Supondrán que Joseph Conrad no fue el primer autor que escribió sobre esta relación entre creador y creación. Son incontables las menciones a este vínculo por parte de escritores de todas las épocas y cualquiera que haya sentido esa necesidad de escribir un relato habrá descubierto con mayor o menor pasmo que algún díscolo personaje se rebelaba ante las funciones que debía cumplir. Parecía que cambiara el rumbo de la historia por decisión propia. Quién no ha intentado matar a un personaje que al final se ha salvado porque no era su momento o no estaba preparado para morir. Parece extraño que en el supuesto determinismo del universo ficcional que ha creado un autor, estos seres tengan libre albedrío para decidir su destino. Cómo no iba a aprovecharse todo este material en las propias obras de ficción.
La vida interior de los personajes
Quien haya leído Hombre lento de J. M. Coetzee sabrá que durante más o menos el primer tercio de la novela lo más emocionante que le sucede a Paul Rayment está escrito en sus primeras líneas: «El impacto le alcanza por la derecha, brusco y sorprendente y doloroso, como una descarga eléctrica, y le hace salir disparado de la bicicleta». A partir de ahí nos enfrentaremos a trece capítulos de un tedio perfectamente dosificado en los que nos preguntaremos qué tiene de interesante un anciano que ha perdido una de sus piernas, se ha recluido en casa y con ello ha decidido dejar de vivir su propia vida.
La aparición de Marijana Jokic, una cuidadora croata, avivará el espíritu del hombre en general y alguno de sus restantes miembros en particular, pero será en el decimotercer capítulo de la novela cuando Coetzee nos endiñe una Elizabeth Costello ex machina y lo que parecía una novela costumbrista se convertirá en algo muy distinto. Costello —a quien los lectores habituales de Coetzee conocerán por otra obra titulada precisamente con su nombre, Elizabeth Costello— se presenta como la autora del relato que tenemos entre manos, Hombre lento, y alienta a Paul Rayment a que espabile porque así no vamos a ningún lado. Metalepsis al canto y donde antes teníamos a un aburrido anciano instalado en su purgatorio particular ahora tenemos a un héroe literario sin intención de serlo e instado por su creadora a que cambie esa actitud, que no es buena de cara a la galería. Porque la autora ficcional (Costello), alter ego irónico de nuestro autor real (Coetzee), es omnisciente pero no omnipotente, lo que significa que la pobre mujer, ya con ciertos achaques, se pasará gran parte del resto de la novela tratando de obligar a cambiar a su quijotesco protagonista con la única arma del descaro y la mala follá.

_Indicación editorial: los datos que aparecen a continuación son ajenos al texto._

//! # Fetch Strategies Library
//!
//! Control-flow combinators that coordinate a fast local cache and a slower
//! network source behind one [`SealedResponse`] stream, optionally writing
//! fresh network data back into the cache.
//!
//! ## Architecture
//!
//! ```text
//! ┌─────────────────────────────────────────────────────────────┐
//! │                     Application Layer                        │
//! │          (supplies sources + response continuation)          │
//! └─────────────────────────────────────────────────────────────┘
//!                              │
//!                              ▼
//! ┌─────────────────────────────────────────────────────────────┐
//! │                     Strategy Engine                          │
//! │              CN · NC · CNC · CorN · NorC                     │
//! └─────────────────────────────────────────────────────────────┘
//!                              │
//!                              ▼
//! ┌─────────────────────────────────────────────────────────────┐
//! │                   Storage Functions                          │
//! │        StorageFunction (read) · WriteBackFunction            │
//! └─────────────────────────────────────────────────────────────┘
//!                    │                   │
//!                    ▼                   ▼
//! ┌─────────────────────────┐   ┌──────────────────────────────┐
//! │      Cache source       │   │       Network source         │
//! │     (caller-owned)      │   │       (caller-owned)         │
//! └─────────────────────────┘   └──────────────────────────────┘
//! ```
//!
//! The engine owns no storage, transport, retries or timeouts. Sources are
//! always called one after another, never in parallel.
//!
//! ## Features
//!
//! - `tokio`: task-backed storage functions and [`ResponseStream`] (default)
//!
//! ## Usage
//!
//! ```rust
//! use fetch_domain::{RequestError, SealedResponse};
//! use fetch_strategies::{cache_or_network, StorageFunction};
//!
//! let cache = StorageFunction::ready(SealedResponse::<u32>::Error(RequestError::Unknown));
//! let network = StorageFunction::ready(SealedResponse::Success(42));
//!
//! cache_or_network(Some(cache), Some(network), |response| {
//!     assert_eq!(response, SealedResponse::Success(42));
//! });
//! ```

#![forbid(unsafe_code)]
#![warn(clippy::all, clippy::pedantic, clippy::nursery)]
#![allow(clippy::module_name_repetitions)]

pub mod error;
pub mod storage;
pub mod strategy;

// Re-export commonly used types
pub use error::{Result, StrategyError};
pub use fetch_domain::{RequestError, SealedResponse};
pub use storage::{Continuation, StorageFunction, WriteBackFunction};
#[cfg(feature = "tokio")]
pub use strategy::ResponseStream;
pub use strategy::{
    cache_network_cache, cache_or_network, cache_then_network, network_or_cache,
    network_then_cache, SourceKind, Sources, Strategy,
};

/// Crate version
pub const VERSION: &str = env!("CARGO_PKG_VERSION");

#[cfg(test)]
mod tests {
    use super::*;

    #[test]
    fn test_version() {
        assert!(!VERSION.is_empty());
    }
}
//! The assembled proximity service.

use crate::cache::QueryCache;
use crate::config::Config;
use crate::error::{ProximityError, Result};
use crate::index::SpatialIndex;
use crate::query::{QueryCoordinator, SearchRequest, SearchResponse};
use crate::storage::BackingStore;
use crate::sync::{IndexSynchronizer, MutationEvent, SyncHandle};
use crossbeam_channel::Receiver;
use geo::Polygon;
use proxima_types::stats::ServiceStats;
use std::fmt;
use std::sync::Arc;

/// Index, cache, coordinator and synchronizer sharing one configuration.
///
/// Built once at process start with
/// [`ProximityBuilder`](crate::builder::ProximityBuilder) and torn down with
/// [`shutdown`](Self::shutdown). The parts are reference counted, so
/// handing them to other threads does not tie their lifetime to this value.
pub struct ProximityService {
    config: Config,
    index: Arc<SpatialIndex>,
    cache: Arc<QueryCache>,
    coordinator: Arc<QueryCoordinator>,
    synchronizer: IndexSynchronizer,
    store: Option<Arc<dyn BackingStore>>,
}

impl ProximityService {
    pub(crate) fn new(
        config: Config,
        index: Arc<SpatialIndex>,
        cache: Arc<QueryCache>,
        coordinator: Arc<QueryCoordinator>,
        synchronizer: IndexSynchronizer,
        store: Option<Arc<dyn BackingStore>>,
    ) -> Self {
        Self {
            config,
            index,
            cache,
            coordinator,
            synchronizer,
            store,
        }
    }

    /// See [`QueryCoordinator::search`].
    pub fn search(&self, request: &SearchRequest) -> Result<SearchResponse> {
        self.coordinator.search(request)
    }

    /// See [`QueryCoordinator::search_polygon`].
    pub fn search_polygon(
        &self,
        polygon: &Polygon<f64>,
        category: Option<&str>,
        limit: Option<usize>,
        offset: usize,
    ) -> Result<SearchResponse> {
        self.coordinator
            .search_polygon(polygon, category, limit, offset)
    }

    /// Starts consuming a change feed with the configured number of workers.
    pub fn start_sync(&self, feed: Receiver<MutationEvent>) -> Result<SyncHandle> {
        self.synchronizer.run(feed)
    }

    /// Re-scans the backing store and swaps the result in without blocking
    /// readers. Cached results are dropped afterwards.
    pub fn rebuild(&self) -> Result<usize> {
        let store = self.store.as_ref().ok_or_else(|| {
            ProximityError::InvalidConfig("rebuild needs a backing store".to_string())
        })?;
        let total = self.index.rebuild_with(|| store.fetch_all())?;
        self.cache.clear();
        log::info!("rebuild complete, cache cleared ({} entities)", total);
        Ok(total)
    }

    /// Drops expired cache entries and tombstones past their retention.
    /// Returns `(cache entries, tombstones)` removed.
    pub fn purge_expired(&self) -> (usize, usize) {
        let entries = self.cache.purge_expired();
        let tombstones = self.index.purge_tombstones();
        if entries > 0 || tombstones > 0 {
            log::debug!(
                "purged {} expired cache entries and {} tombstones",
                entries,
                tombstones
            );
        }
        (entries, tombstones)
    }

    /// Closes the index and empties the cache. Searches fail with
    /// [`ProximityError::IndexUnavailable`] afterwards.
    pub fn shutdown(&self) {
        self.index.close();
        self.cache.clear();
        log::info!("proximity service shut down");
    }

    pub fn synchronizer(&self) -> &IndexSynchronizer {
        &self.synchronizer
    }

    pub fn index(&self) -> &Arc<SpatialIndex> {
        &self.index
    }

    pub fn cache(&self) -> &Arc<QueryCache> {
        &self.cache
    }

    pub fn coordinator(&self) -> &Arc<QueryCoordinator> {
        &self.coordinator
    }

    pub fn config(&self) -> &Config {
        &self.config
    }

    pub fn stats(&self) -> ServiceStats {
        ServiceStats {
            index: self.index.stats(),
            cache: self.cache.stats(),
            query: self.coordinator.stats(),
            sync: self.synchronizer.stats(),
        }
    }
}

impl fmt::Debug for ProximityService {
    fn fmt(&self, f: &mut fmt::Formatter<'_>) -> fmt::Result {
        f.debug_struct("ProximityService")
            .field("index", &self.index)
            .field("cache_entries", &self.cache.len())
            .field("has_store", &self.store.is_some())
            .finish_non_exhaustive()
    }
}
//! Validation for coordinates, radii and query shapes.
//!
//! Every check reports `ProximityError::InvalidQuery`; validation failures are
//! surfaced to the caller immediately and never retried.

use crate::error::{ProximityError, Result};
use geo::Polygon;
use proxima_types::bbox::BoundingBox;
use proxima_types::entity::EntityRecord;
use proxima_types::geo::GeoPoint;

/// Validates a point has finite latitude in [-90, 90] and longitude in [-180, 180].
///
/// # Examples
///
/// ```
/// use proxima::compute::validation::validate_point;
/// use proxima_types::geo::GeoPoint;
///
/// assert!(validate_point(&GeoPoint::new(37.7749, -122.4194)).is_ok());
/// assert!(validate_point(&GeoPoint::new(95.0, 0.0)).is_err());
/// assert!(validate_point(&GeoPoint::new(0.0, 200.0)).is_err());
/// ```
pub fn validate_point(point: &GeoPoint) -> Result<()> {
    let (lat, lon) = (point.lat(), point.lon());

    if !lat.is_finite() {
        return Err(ProximityError::InvalidQuery(format!(
            "Latitude must be finite, got: {}",
            lat
        )));
    }

    if !lon.is_finite() {
        return Err(ProximityError::InvalidQuery(format!(
            "Longitude must be finite, got: {}",
            lon
        )));
    }

    if !(-90.0..=90.0).contains(&lat) {
        return Err(ProximityError::InvalidQuery(format!(
            "Latitude out of range [-90.0, 90.0]: {}",
            lat
        )));
    }

    if !(-180.0..=180.0).contains(&lon) {
        return Err(ProximityError::InvalidQuery(format!(
            "Longitude out of range [-180.0, 180.0]: {}",
            lon
        )));
    }

    Ok(())
}

/// Validates a radius is finite and strictly positive.
///
/// This is the index-level check; the request boundary additionally
/// enforces the configured `[min_radius_m, max_radius_m]` window through
/// [`validate_radius_bounds`].
pub fn validate_radius(radius_m: f64) -> Result<()> {
    if !radius_m.is_finite() {
        return Err(ProximityError::InvalidQuery(format!(
            "Radius must be finite, got: {}",
            radius_m
        )));
    }
    if radius_m <= 0.0 {
        return Err(ProximityError::InvalidQuery(format!(
            "Radius must be positive, got: {}",
            radius_m
        )));
    }
    Ok(())
}

/// Validates a radius against the window accepted at the query boundary.
///
/// # Examples
///
/// ```
/// use proxima::compute::validation::validate_radius_bounds;
///
/// assert!(validate_radius_bounds(2_000.0, 100.0, 50_000.0).is_ok());
/// assert!(validate_radius_bounds(99.0, 100.0, 50_000.0).is_err());
/// assert!(validate_radius_bounds(50_001.0, 100.0, 50_000.0).is_err());
/// ```
pub fn validate_radius_bounds(radius_m: f64, min_m: f64, max_m: f64) -> Result<()> {
    validate_radius(radius_m)?;
    if !(min_m..=max_m).contains(&radius_m) {
        return Err(ProximityError::InvalidQuery(format!(
            "Radius {} m outside accepted range [{}, {}]",
            radius_m, min_m, max_m
        )));
    }
    Ok(())
}

/// Validates a bounding box: valid corners and min <= max on both axes.
pub fn validate_bbox(bbox: &BoundingBox) -> Result<()> {
    validate_point(&GeoPoint::new(bbox.min_lat, bbox.min_lon))?;
    validate_point(&GeoPoint::new(bbox.max_lat, bbox.max_lon))?;

    if bbox.min_lat > bbox.max_lat {
        return Err(ProximityError::InvalidQuery(format!(
            "min_lat ({}) must be <= max_lat ({})",
            bbox.min_lat, bbox.max_lat
        )));
    }
    if bbox.min_lon > bbox.max_lon {
        return Err(ProximityError::InvalidQuery(format!(
            "min_lon ({}) must be <= max_lon ({})",
            bbox.min_lon, bbox.max_lon
        )));
    }
    Ok(())
}

/// Validates all polygon coordinates (exterior and interior rings) and
/// requires a non-degenerate exterior ring.
pub fn validate_polygon(polygon: &Polygon<f64>) -> Result<()> {
    if polygon.exterior().0.len() < 4 {
        return Err(ProximityError::InvalidQuery(
            "Polygon exterior ring needs at least three distinct vertices".to_string(),
        ));
    }

    for (idx, coord) in polygon.exterior().coords().enumerate() {
        validate_point(&GeoPoint::new(coord.y, coord.x)).map_err(|e| {
            ProximityError::InvalidQuery(format!("Exterior ring point at index {}: {}", idx, e))
        })?;
    }

    for (ring_idx, interior) in polygon.interiors().iter().enumerate() {
        for (idx, coord) in interior.coords().enumerate() {
            validate_point(&GeoPoint::new(coord.y, coord.x)).map_err(|e| {
                ProximityError::InvalidQuery(format!(
                    "Interior ring {} point at index {}: {}",
                    ring_idx, idx, e
                ))
            })?;
        }
    }

    Ok(())
}

/// Validates an entity before it is indexed.
pub fn validate_record(record: &EntityRecord) -> Result<()> {
    if record.id.as_str().is_empty() {
        return Err(ProximityError::InvalidQuery(
            "Entity id must not be empty".to_string(),
        ));
    }
    validate_point(&record.point())
        .map_err(|e| ProximityError::InvalidQuery(format!("Entity {}: {}", record.id, e)))
}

En otras ocasiones son los protagonistas y no los escritores (ficcionales o no) los que toman cartas en el asunto. Ahí están los Seis personajes en busca de autor de Luigi Pirandello, donde una voz nos cuenta cómo su fantasía le trajo a una familia de origen desconocido empeñada en representar su propia historia. Pirandello dedica parte del prefacio de su obra a explicarnos su punto de vista sobre el misterio de la creación artística:
¿Qué autor podrá contar alguna vez cómo y por qué un personaje nació en su fantasía? El misterio de la creación artística es el mismo misterio del nacimiento. Puede ser que una mujer, amando, desee convertirse en Madre, pero el deseo por sí solo, por más intenso que sea, no basta. Un afortunado día ella será Madre, sin advertir de manera precisa la concepción. De igual modo un artista, viviendo, recibe muchos motivos de la vida, y no puede jamás decir cómo y por qué, en determinado momento, uno de estos motivos vitales entra en su fantasía y se convierte en una criatura viva, en un plano de vida superior a la voluble existencia diaria.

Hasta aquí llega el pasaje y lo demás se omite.